Under this line are the records; write out word for word the part that begins at the line containing "whatever was there." and ends at the line containing "pub fn remove(&self, key: &str)", and no more.
BEGIN Excerpted data
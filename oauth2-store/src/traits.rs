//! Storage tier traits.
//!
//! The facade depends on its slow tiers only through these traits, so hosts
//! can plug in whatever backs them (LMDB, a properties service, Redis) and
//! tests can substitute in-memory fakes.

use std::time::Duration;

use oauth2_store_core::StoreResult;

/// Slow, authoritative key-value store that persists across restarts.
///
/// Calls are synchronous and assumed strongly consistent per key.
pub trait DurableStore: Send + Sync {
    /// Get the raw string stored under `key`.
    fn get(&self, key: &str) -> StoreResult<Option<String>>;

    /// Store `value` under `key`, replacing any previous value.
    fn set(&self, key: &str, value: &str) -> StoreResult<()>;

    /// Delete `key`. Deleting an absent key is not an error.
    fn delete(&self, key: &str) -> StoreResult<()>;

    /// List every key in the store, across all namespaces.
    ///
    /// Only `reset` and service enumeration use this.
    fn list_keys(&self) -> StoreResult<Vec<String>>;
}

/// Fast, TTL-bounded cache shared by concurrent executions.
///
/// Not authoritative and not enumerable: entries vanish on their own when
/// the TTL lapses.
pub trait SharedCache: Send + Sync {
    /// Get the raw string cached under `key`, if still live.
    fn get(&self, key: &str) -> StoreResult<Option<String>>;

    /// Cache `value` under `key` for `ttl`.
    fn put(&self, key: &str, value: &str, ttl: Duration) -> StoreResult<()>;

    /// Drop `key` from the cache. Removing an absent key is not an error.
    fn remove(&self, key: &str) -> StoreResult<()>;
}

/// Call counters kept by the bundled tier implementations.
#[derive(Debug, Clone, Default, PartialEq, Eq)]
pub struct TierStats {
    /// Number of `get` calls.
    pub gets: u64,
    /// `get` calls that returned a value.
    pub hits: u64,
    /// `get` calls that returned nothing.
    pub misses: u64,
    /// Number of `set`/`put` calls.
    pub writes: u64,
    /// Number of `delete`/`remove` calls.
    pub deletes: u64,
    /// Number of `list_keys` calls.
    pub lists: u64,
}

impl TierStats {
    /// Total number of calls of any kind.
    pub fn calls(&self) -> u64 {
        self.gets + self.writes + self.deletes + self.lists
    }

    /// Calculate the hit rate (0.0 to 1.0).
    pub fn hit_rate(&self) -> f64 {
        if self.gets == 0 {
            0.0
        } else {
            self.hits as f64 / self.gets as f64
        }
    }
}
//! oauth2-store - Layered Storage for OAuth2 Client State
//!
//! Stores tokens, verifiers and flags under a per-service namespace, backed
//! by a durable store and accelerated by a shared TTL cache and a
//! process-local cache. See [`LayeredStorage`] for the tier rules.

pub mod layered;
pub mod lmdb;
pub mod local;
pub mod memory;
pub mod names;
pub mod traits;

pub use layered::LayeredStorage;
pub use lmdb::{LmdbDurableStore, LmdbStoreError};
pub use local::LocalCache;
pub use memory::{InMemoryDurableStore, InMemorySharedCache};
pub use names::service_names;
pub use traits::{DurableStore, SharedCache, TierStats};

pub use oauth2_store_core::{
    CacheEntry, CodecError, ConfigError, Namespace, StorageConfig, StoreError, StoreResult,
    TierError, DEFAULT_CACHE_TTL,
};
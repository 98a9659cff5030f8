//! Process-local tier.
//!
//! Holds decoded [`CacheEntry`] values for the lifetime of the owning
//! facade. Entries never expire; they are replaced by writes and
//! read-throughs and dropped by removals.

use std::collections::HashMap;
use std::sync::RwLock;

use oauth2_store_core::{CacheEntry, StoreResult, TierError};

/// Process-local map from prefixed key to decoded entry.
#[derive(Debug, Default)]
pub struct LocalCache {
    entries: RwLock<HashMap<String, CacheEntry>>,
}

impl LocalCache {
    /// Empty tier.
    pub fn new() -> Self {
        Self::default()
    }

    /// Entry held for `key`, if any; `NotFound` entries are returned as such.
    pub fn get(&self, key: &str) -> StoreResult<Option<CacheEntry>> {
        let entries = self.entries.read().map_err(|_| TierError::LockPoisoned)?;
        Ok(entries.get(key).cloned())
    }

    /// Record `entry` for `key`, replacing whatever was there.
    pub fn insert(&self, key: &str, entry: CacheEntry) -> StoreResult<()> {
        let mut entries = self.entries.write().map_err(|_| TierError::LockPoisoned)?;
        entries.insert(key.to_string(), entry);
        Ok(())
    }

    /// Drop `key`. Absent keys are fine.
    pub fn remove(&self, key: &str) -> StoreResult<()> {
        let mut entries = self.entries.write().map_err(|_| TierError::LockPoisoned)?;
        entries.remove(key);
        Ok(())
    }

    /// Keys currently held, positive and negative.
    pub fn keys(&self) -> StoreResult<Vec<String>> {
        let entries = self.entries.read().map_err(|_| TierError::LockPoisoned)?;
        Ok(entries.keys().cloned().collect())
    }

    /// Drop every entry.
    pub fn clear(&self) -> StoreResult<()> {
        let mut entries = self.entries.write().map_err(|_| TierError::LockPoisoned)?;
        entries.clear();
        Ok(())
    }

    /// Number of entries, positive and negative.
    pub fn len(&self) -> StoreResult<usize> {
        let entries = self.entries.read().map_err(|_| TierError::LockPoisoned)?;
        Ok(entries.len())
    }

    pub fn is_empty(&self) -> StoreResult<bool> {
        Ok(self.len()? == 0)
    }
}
END Excerpted data
**Task solution:**
    /// Record `entry` for `key`, replacing whatever was there.
    pub fn insert(&self, key: &str, entry: CacheEntry) -> StoreResult<()> {
        let mut entries = self.entries.write().map_err(|_| TierError::LockPoisoned)?;
        entries.insert(key.to_string(), entry);
        Ok(())
    }

    /// Drop `key`. Absent keys are fine.
    pub fn remove(&self, key: &str) -> StoreResult<()> {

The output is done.